# Canon 6D - first test video - very impressive Quality 1080p



## PureShot (Aug 24, 2013)

I do some video during a photo shoot with the canon 6D 
Canon 6D vidéo Gaëlle bikini


----------



## nda (Aug 24, 2013)

yeh, thats pretty impressive> the 6d is not bad either


----------



## Diko (Aug 24, 2013)

I don't find it impressive at all. :-(

Perhaps if we can observer a RAW video from that camera it can be better. But with that compression - not a chance. :-(

The model is cute though ;-)


----------



## Axilrod (Aug 27, 2013)

Diko said:


> I don't find it impressive at all. :-(
> 
> Perhaps if we can observer a RAW video from that camera it can be better.

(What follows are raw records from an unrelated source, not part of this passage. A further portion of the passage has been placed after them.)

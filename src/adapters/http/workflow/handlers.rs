//! HTTP handlers for workflow endpoints.

use std::sync::Arc;

use axum::extract::multipart::{Field, Multipart, MultipartError, MultipartRejection};
use axum::extract::{Json, State};
use axum::http::StatusCode;

use crate::application::handlers::workflow::{
    EstimateWorkflowCostHandler, EstimateWorkflowCostQuery,
};
use crate::ports::ToolCatalog;

use super::super::error::ApiError;
use super::dto::CostEstimateResponse;

/// Multipart field carrying the workflow file.
pub const WORKFLOW_FIELD: &str = "galaxyWorkflow";

// ════════════════════════════════════════════════════════════════════════════════
// Application State
// ════════════════════════════════════════════════════════════════════════════════

/// Shared application state for workflow estimation.
#[derive(Clone)]
pub struct WorkflowAppState {
    pub catalog: Arc<dyn ToolCatalog>,
}

impl WorkflowAppState {
    pub fn new(catalog: Arc<dyn ToolCatalog>) -> Self {
        Self { catalog }
    }

    pub fn estimate_workflow_cost_handler(&self) -> EstimateWorkflowCostHandler {
        EstimateWorkflowCostHandler::new(self.catalog.clone())
    }
}

// ════════════════════════════════════════════════════════════════════════════════
// Handlers
// ════════════════════════════════════════════════════════════════════════════════

/// POST /workflow
///
/// Accepts a multipart upload with the workflow in the `galaxyWorkflow` field
/// and returns the summed cost of every tool it references.
pub async fn estimate_workflow_cost(
    State(state): State<WorkflowAppState>,
    multipart: Result<Multipart, MultipartRejection>,
) -> Result<Json<CostEstimateResponse>, ApiError> {
    let mut multipart =
        multipart.map_err(|rejection| ApiError::Unprocessable(rejection.body_text()))?;

    let workflow = read_workflow_field(&mut multipart).await?;

    let handler = state.estimate_workflow_cost_handler();
    let estimate = handler
        .handle(EstimateWorkflowCostQuery { workflow })
        .await?;

    Ok(Json(estimate.into()))
}

async fn read_workflow_field(multipart: &mut Multipart) -> Result<Vec<u8>, ApiError> {
    while let Some(field) = multipart
        .next_field()
        .await
        .map_err(upload_error)?
    {
        if field.name() == Some(WORKFLOW_FIELD) {
            return read_field(field).await;
        }
    }

    Err(ApiError::Unprocessable(format!(
        "Missing multipart field `{WORKFLOW_FIELD}`"
    )))
}

async fn read_field(field: Field<'_>) -> Result<Vec<u8>, ApiError> {
    field
        .bytes()
        .await
        .map(|bytes| bytes.to_vec())
        .map_err(upload_error)
}

/// Oversized uploads are 413 and malformed multipart streams are 400.
fn upload_error(error: MultipartError) -> ApiError {
    match error.status() {
        StatusCode::PAYLOAD_TOO_LARGE => ApiError::PayloadTooLarge(error.body_text()),
        StatusCode::BAD_REQUEST => ApiError::BadRequest(error.body_text()),
        _ => ApiError::Internal(error.body_text()),
    }
}
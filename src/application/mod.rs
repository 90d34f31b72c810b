//! Application layer - Queries and Handlers.
//!
//! This layer orchestrates domain operations and coordinates between ports.
//! Every operation is read-only, so there are only query handlers.

pub mod handlers;

pub use handlers::{
    // Catalog handlers
    GetToolError, GetToolHandler, GetToolQuery, ListToolsHandler, ListToolsQuery,
    // Workflow handlers
    EstimateWorkflowCostHandler, EstimateWorkflowCostQuery, EstimateWorkflowError,
};
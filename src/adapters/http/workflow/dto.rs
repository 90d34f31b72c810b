//! HTTP DTOs for workflow endpoints.

use serde::{Deserialize, Serialize};

use crate::domain::workflow::CostEstimate;

use super::super::catalog::ToolResponse;

/// A workflow tool with no catalog entry.
#[derive(Debug, Clone, PartialEq, Eq, Serialize, Deserialize)]
#[serde(rename_all = "camelCase")]
pub struct MissingToolResponse {
    pub tool_id: String,
}

/// Response body for `POST /workflow`.
#[derive(Debug, Clone, PartialEq, Serialize, Deserialize)]
#[serde(rename_all = "camelCase")]
pub struct CostEstimateResponse {
    pub avg_cost_est: f64,
    pub median_cost_est: f64,
    pub p95_cost_est: f64,
    pub tools: Vec<ToolResponse>,
    pub missing_tools: Vec<MissingToolResponse>,
}

impl From<CostEstimate> for CostEstimateResponse {
    fn from(estimate: CostEstimate) -> Self {
        Self {
            avg_cost_est: estimate.avg_cost_est,
            median_cost_est: estimate.median_cost_est,
            p95_cost_est: estimate.p95_cost_est,
            tools: estimate.tools.into_iter().map(ToolResponse::from).collect(),
            missing_tools: estimate
                .missing_tools
                .into_iter()
                .map(|tool_id| MissingToolResponse { tool_id })
                .collect(),
        }
    }
}
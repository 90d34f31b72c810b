//! Galaxy workflow documents and the cost estimates derived from them.

pub mod document;
pub mod estimate;

pub use document::{effective_tool_id, WorkflowDocument, WorkflowError, WorkflowStep};
pub use estimate::CostEstimate;
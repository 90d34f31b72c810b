//! Ports - Interfaces for external dependencies.
//!
//! Following hexagonal architecture, ports define the contracts between
//! the domain and the outside world. Adapters implement these ports.
//!
//! ## Catalog Ports
//!
//! - `ToolCatalog` - Read access to per-tool cost statistics

mod tool_catalog;

pub use tool_catalog::{CatalogError, ToolCatalog};
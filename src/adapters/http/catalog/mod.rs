//! Catalog HTTP adapter module.
//!
//! Provides REST API endpoints for listing and looking up tools.

pub mod dto;
pub mod handlers;
pub mod routes;

pub use dto::{ListToolsParams, ToolResponse};
pub use handlers::CatalogAppState;
pub use routes::catalog_routes;
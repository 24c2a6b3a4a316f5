//! Typed failures of the take/return workflow. The `Display` text of each
//! variant is exactly what the footer toast shows.

use thiserror::Error;

#[derive(Debug, Error)]
pub enum WorkflowError {
    /// Another submission or log clear is still running.
    #[error("Another operation is still in progress.")]
    Busy,

    #[error("Please select an item from the list first!")]
    NoSelection,

    #[error("Your name is required.")]
    MissingName,

    #[error("Quantity must be at least 1.")]
    InvalidQuantity,

    #[error("Error: Not enough items available!")]
    NotEnoughAvailable { available: i64 },

    #[error("Error: Cannot return more than what was taken!")]
    ReturnExceedsTaken { outstanding: i64 },

    /// The row changed underneath us or disappeared; nothing was written.
    #[error("Stock changed while saving. Please try again.")]
    StaleStock,

    #[error("Transaction failed. Database busy.")]
    Storage(#[source] anyhow::Error),
}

But with that compression - not a chance. :-(
> 
> The model is cute though ;-)



+1, the 6D was a terrible disappointment in terms of video, pretty much exact same as the 5D2. But I am thoroughly impressed with the stills they churn out, especially at very high ISOs.


----------



## Janbo Makimbo (Sep 2, 2013)

TBH I wouldn't mind if there was no video at all, I never ever used it on the 7D, more of a photographer, if I wanted video then i would hve got a camcorder!!


----------



## gbenjamin (Sep 2, 2013)

lets be honest the 6d can be a great tool in the right hands. no offense but this video quality is not great at all actually pretty bad but its just based off the setting in the camera. I shoot video on a dslr daily for a living and i know that the 6d can do much better even just stopped down abit...


----------



## Policar (Sep 2, 2013)

You played to the camera's strengths at least.


----------